Cui等［18］发现高表达的Fte-1/RPS3a基因可以和转录因子CHOP结合以调控红细胞分化，CHOP是一种细胞应激相关蛋白，属于C/EBP家族成员，对细胞增生和分化有重要作用。促红细胞生成素或二甲基亚砜与Rauscher细胞共孵育48 h，可诱导细胞分化，分化程度用联苯胺染色法检测细胞中血红蛋白细胞阳性率(Hb+)来评价，结果发现，促红细胞生成素和二甲基亚砜诱导后，未转染和转染Fte-1/RPS3a质粒的Rauscher细胞的Hb+都很低，未转染Fte-1/RPS3a质粒细胞的Hb+分别为34%和49%，而转染Fte-1/RPS3a质粒后细胞分化有一定程度降低，其Hb+分为8%和7%，这提示高表达的Fte-1/RPS3a对细胞分化有抑制作用，并且这种抑制作用可被瞬时转染Fte-1/RPS3a的反义序列逆转，对应的Hb+分别为17%和29%;进一步研究发现，在转染Fte-1/RPS3a质粒的细胞内高表达CHOP也能逆转Fte-1/RPS3a高表达对细胞分化的抑制，其Hb+分别为18%和22%，这和瞬时转染Fte-1/ RPS3a的反义序列的结果类似，单独高表达CHOP可以显著增强Hb+，分别为53%和62%，单独转染Fte-1/RPS3a的反义序列则没有显著的影响，这提示在高表达Fte-1/RPS3a的细胞内提高Fte-1/RPS3a-CHOP异二聚体的量可能会抑制CHOP与其它会导致红细胞分化的蛋白如C/EBPS的结合，从而调控红细胞的分化。

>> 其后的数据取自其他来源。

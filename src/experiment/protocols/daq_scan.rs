//! DAQ scan: a scalar input read at every stage position.
//!
//! Repeated sets are averaged per position. The saved file has two columns,
//! position and mean reading, in ascending position order.

use async_trait::async_trait;
use parking_lot::Mutex;
use serde_json::json;
use std::path::PathBuf;
use std::sync::Arc;
use tracing::{debug, info, warn};

use crate::data::{Accumulator, ColumnTable, ResultSink, TsvFileSink};
use crate::error::AppResult;
use crate::experiment::context::{ProgressCycle, ScanContext};
use crate::experiment::events::{Measurement, ScanUpdate, ShutterState};
use crate::experiment::points::{ScanPointSet, StageRange};
use crate::experiment::protocols::{ScanProtocol, NO_CHOICES};
use crate::experiment::{Collaborators, Experiment, ScanPlan, START_EVENT};
use crate::hardware::capabilities::{Axis, Input};
use crate::hardware::registry::{BindingContext, Bound};
use crate::modules::Module;
use crate::property::{PropertyKind, PropertySet, PropertySpec};

#[derive(Default)]
struct DaqTrace {
    positions: Vec<f64>,
    readings: Vec<Accumulator>,
}

impl DaqTrace {
    /// `(position, mean)` pairs of every position read at least once, sorted.
    fn sorted_means(&self) -> Vec<(f64, f64)> {
        let mut rows: Vec<(f64, f64)> = self
            .positions
            .iter()
            .zip(&self.readings)
            .filter_map(|(p, acc)| acc.scalar_mean().map(|m| (*p, m)))
            .collect();
        rows.sort_by(|a, b| a.0.total_cmp(&b.0));
        rows
    }
}

/// Axis scan of a scalar input.
pub struct DaqScan {
    properties: PropertySet,
    inputs: Collaborators<dyn Input>,
    axes: Collaborators<dyn Axis>,
    sink: Arc<dyn ResultSink>,
    trace: Mutex<DaqTrace>,
}

impl DaqScan {
    /// Experiment saving through a [`TsvFileSink`].
    pub fn new() -> AppResult<Self> {
        let mut specs = vec![
            PropertySpec::new("DAQ", PropertyKind::Choice, 0).choices(NO_CHOICES),
            PropertySpec::new("Axis", PropertyKind::Choice, 0).choices(NO_CHOICES),
        ];
        specs.extend(StageRange::property_specs(0.0, 100.0, 1.0));
        specs.extend([
            PropertySpec::new("# of Sets", PropertyKind::Spin, 1).info(json!([1, 1000])),
            PropertySpec::new("Save Scan", PropertyKind::Button, "Save").event("on_save"),
            PropertySpec::new("Save To", PropertyKind::File, "daq_scan.dat").info("save"),
            PropertySpec::new("Progress", PropertyKind::Progress, 0),
            PropertySpec::new("Start", PropertyKind::Button, "Scan").event(START_EVENT),
        ]);
        Ok(Self {
            properties: PropertySet::from_specs(specs)?,
            inputs: Collaborators::new(),
            axes: Collaborators::new(),
            sink: Arc::new(TsvFileSink::new()),
            trace: Mutex::new(DaqTrace::default()),
        })
    }

    /// Default save location, relative to `dir`.
    pub fn with_output_dir(self, dir: &str) -> AppResult<Self> {
        let file = PathBuf::from(dir).join("daq_scan.dat");
        self.properties
            .set_value("save to", file.to_string_lossy().into_owned())?;
        Ok(self)
    }

    /// Write results through `sink` instead of the file system.
    pub fn with_sink(mut self, sink: Arc<dyn ResultSink>) -> Self {
        self.sink = sink;
        self
    }

    /// Mean reading per position, sorted by position.
    pub fn means(&self) -> Vec<(f64, f64)> {
        self.trace.lock().sorted_means()
    }

    /// Save `(position, mean)` rows to "Save To"; returns whether anything
    /// was written.
    pub fn save(&self) -> AppResult<bool> {
        let rows = self.means();
        if rows.is_empty() {
            warn!(experiment = self.name(), "nothing to save yet");
            return Ok(false);
        }
        let path = PathBuf::from(self.properties.value("save to")?.as_text().trim());
        let table = ColumnTable::from_rows(rows.iter().map(|(p, v)| [*p, *v]))?;
        self.sink.write_table(&path, &table)?;
        info!(experiment = self.name(), path = %path.display(), points = rows.len(), "scan saved");
        Ok(true)
    }
}

#[async_trait]
impl Module for DaqScan {
    fn name(&self) -> &str {
        "DAQ Scan"
    }

    fn properties(&self) -> &PropertySet {
        &self.properties
    }

    async fn initialize(&self, ctx: &BindingContext<'_>) -> AppResult<()> {
        self.inputs.bind(&self.properties, "daq", ctx.inputs())?;
        self.axes.bind(&self.properties, "axis", ctx.axes())
    }

    fn handle_event(&self, event: &str) -> AppResult<()> {
        match event {
            "on_axis_range_change" => StageRange::normalize(&self.properties),
            "on_save" => self.save().map(|_| ()),
            _ => Ok(()),
        }
    }
}

impl Experiment for DaqScan {
    fn prepare(&self) -> AppResult<ScanPlan> {
        let snapshot = self.properties.snapshot();
        let input = self.inputs.require(snapshot.index("daq")?, self.name(), "input")?;
        let axis = self.axes.require(snapshot.index("axis")?, self.name(), "axis")?;
        let points = StageRange::from_snapshot(&snapshot)?.points()?;
        let sets = snapshot.count("sets")?.max(1);

        *self.trace.lock() = DaqTrace {
            positions: points.visit_order().to_vec(),
            readings: (0..points.len()).map(|_| Accumulator::new()).collect(),
        };
        self.properties.set_value("progress", 0.0)?;
        info!(experiment = self.name(), input = input.label(), points = points.len(), sets, "scan prepared");

        let protocol = DaqScanProtocol {
            input: input.clone(),
            axis: axis.clone(),
            points,
            sets,
            completed: 0,
        };
        Ok(ScanPlan::new(protocol).using(&input).using(&axis))
    }

    fn on_update(&self, update: &ScanUpdate) -> AppResult<()> {
        let (Measurement::Scalar { value }, Some(point)) = (&update.measurement, update.point) else {
            return Ok(());
        };
        if let Some(acc) = self.trace.lock().readings.get_mut(point) {
            acc.push_scalar(*value)?;
        }
        if let Some(progress) = update.progress {
            self.properties.set_value("progress", progress)?;
        }
        Ok(())
    }
}

// =============================================================================
// Protocol
// =============================================================================

struct DaqScanProtocol {
    input: Bound<dyn Input>,
    axis: Bound<dyn Axis>,
    points: ScanPointSet,
    sets: usize,
    completed: usize,
}

#[async_trait]
impl ScanProtocol for DaqScanProtocol {
    async fn run(&mut self, ctx: &ScanContext) -> AppResult<()> {
        if !ctx.sleep(ctx.timing().pre_scan_delay()).await {
            return Ok(());
        }
        let visit = self.points.visit_order().to_vec();
        let mut progress = ProgressCycle::stepped(visit.len() * self.sets);
        progress.advance();

        for set in 0..self.sets {
            for (point, &position) in visit.iter().enumerate() {
                if !ctx.move_axis(self.axis.device().as_ref(), position).await? {
                    return Ok(());
                }
                let value = self.input.device().read().await?;
                ctx.update(ScanUpdate {
                    set,
                    point: Some(point),
                    position,
                    shutter: ShutterState::Open,
                    measurement: Measurement::Scalar { value },
                    progress: Some(progress.advance()),
                })
                .await?;
                if !ctx.sleep(ctx.timing().inter_point_delay()).await {
                    return Ok(());
                }
            }
            self.completed += 1;
            debug!(experiment = ctx.experiment(), set, "set complete");
        }
        Ok(())
    }

    async fn cleanup(&mut self, ctx: &ScanContext) -> AppResult<()> {
        ctx.return_axis(self.axis.device().as_ref(), self.points.first())
            .await
    }

    fn completed_sets(&self) -> usize {
        self.completed
    }
}

#[cfg(test)]
mod tests {
    use super::*;
    use crate::data::MemorySink;
    use crate::error::DaqError;
    use crate::experiment::protocols::testing::{apply_events, context, Bench};
    use crate::modules::ModuleEntry;
    use std::path::Path;

    async fn bench(sink: Arc<MemorySink>) -> (Bench, Arc<DaqScan>) {
        let scan = Arc::new(DaqScan::new().unwrap().with_sink(sink));
        let bench = Bench::new(ModuleEntry::experiment(scan.clone())).await;
        let props = scan.properties();
        // index 1: the sensor, after the camera
        props.set_value("daq", 1i64).unwrap();
        props.set_value("till", "3").unwrap();
        props.set_value("save to", "daq.dat").unwrap();
        bench.sensor.properties().set_value("offset", "5").unwrap();
        (bench, scan)
    }

    #[tokio::test]
    async fn test_readings_averaged_over_sets() {
        let sink = Arc::new(MemorySink::new());
        let (bench, scan) = bench(sink.clone()).await;
        scan.properties().set_value("sets", 2i64).unwrap();

        let mut plan = scan.prepare().unwrap();
        assert_eq!(plan.devices, vec!["Dummy Sensor", "Dummy Axis"]);
        let (ctx, mut rx) = context("DAQ Scan");
        plan.protocol.run(&ctx).await.unwrap();
        plan.protocol.cleanup(&ctx).await.unwrap();
        assert_eq!(plan.protocol.completed_sets(), 2);

        assert_eq!(apply_events(&mut rx, scan.as_ref()).len(), 8);
        assert_eq!(
            scan.means(),
            vec![(0.0, 5.0), (1.0, 5.0), (2.0, 5.0), (3.0, 5.0)]
        );
        assert_eq!(scan.properties().value("progress").unwrap().as_f64(), Some(100.0));
        assert_eq!(bench.axis.goto_history().last(), Some(&0.0));

        scan.handle_event("on_save").unwrap();
        let table = sink.table(Path::new("daq.dat")).unwrap();
        assert_eq!(table.column(0).unwrap(), &[0.0, 1.0, 2.0, 3.0]);
        assert_eq!(table.column(1).unwrap(), &[5.0; 4]);
    }

    #[tokio::test]
    async fn test_disconnected_input_fails_the_run() {
        let sink = Arc::new(MemorySink::new());
        let (bench, scan) = bench(sink).await;
        bench.sensor.set_connected(false);

        let mut plan = scan.prepare().unwrap();
        let (ctx, _rx) = context("DAQ Scan");
        let err = plan.protocol.run(&ctx).await.unwrap_err();
        assert!(matches!(err, DaqError::Device(_)));
        plan.protocol.cleanup(&ctx).await.unwrap();
        assert_eq!(plan.protocol.completed_sets(), 0);
    }

    #[tokio::test]
    async fn test_file_mode_without_file_is_rejected() {
        let (_bench, scan) = bench(Arc::new(MemorySink::new())).await;
        scan.properties().set_value("mode", 2i64).unwrap();
        assert!(matches!(scan.prepare(), Err(DaqError::EmptyScan)));
    }
}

3.3 RPS3a影响肿瘤细胞的凋亡细胞凋亡是一个主动、有序、基因控制的一系列酶参与的细胞程序性死亡的过程，由Kerr在1972年提出。细胞凋亡是保证个体正常发育成熟和维持生理过程中不可缺少的重要组成内容。很多肿瘤的发生、发展都是由于细胞增殖与凋亡平衡失调造成的。许多研究已经证明RPS3a能够影响肿瘤细胞的凋亡。3.3.1RPS3a表达水平降低可诱导细胞凋亡Naora等［19］在研究中发现，放线素菌D能诱导不同细胞(特别是一些可高表达nbl/RPS3a的细胞)凋亡，却不能诱导nbl/RPS3a表达水平低的细胞凋亡，并且放线素菌D诱导这些细胞凋亡后，nbl/RPS3a表达水平降低。瞬时转染nbl/RPS3a的反义序列，细胞活力下降，出现明显的细胞凋亡形态，如细胞核浓缩、染色体DNA断裂成梯状片段等。依托泊苷诱导HL-60细胞凋亡后nbl/RPS3a的水平也降低［20］。Naora等后续的研究证明，nbl/RPS3a在淋巴瘤c DNA文库中表达丰度很高，一些高表达nbl/RPS3a的细胞如HL-60、Jurkat细胞与nbl/ RPS3a的反义寡核苷酸链共孵育也会出现凋亡的这些典型特征［19］。Naora等一系列研究［8，21～23］提示降低这些细胞中的nbl/RPS3a表达水平可诱导凋亡，nbl/RPS3a高水平表达可看作是细胞处于对凋亡的“应激状态”。RPS3a在许多肿瘤细胞中组成性的高表达，可认为是处于“已应激的状态”，通过诱导肿瘤细胞分化而降低RPS3a的表达水平，即使细胞由凋亡的“已应激状态”调节至“未应激状态”(RPS3a低水平状态)，可使细胞耐受某些化疗药物引起的凋亡。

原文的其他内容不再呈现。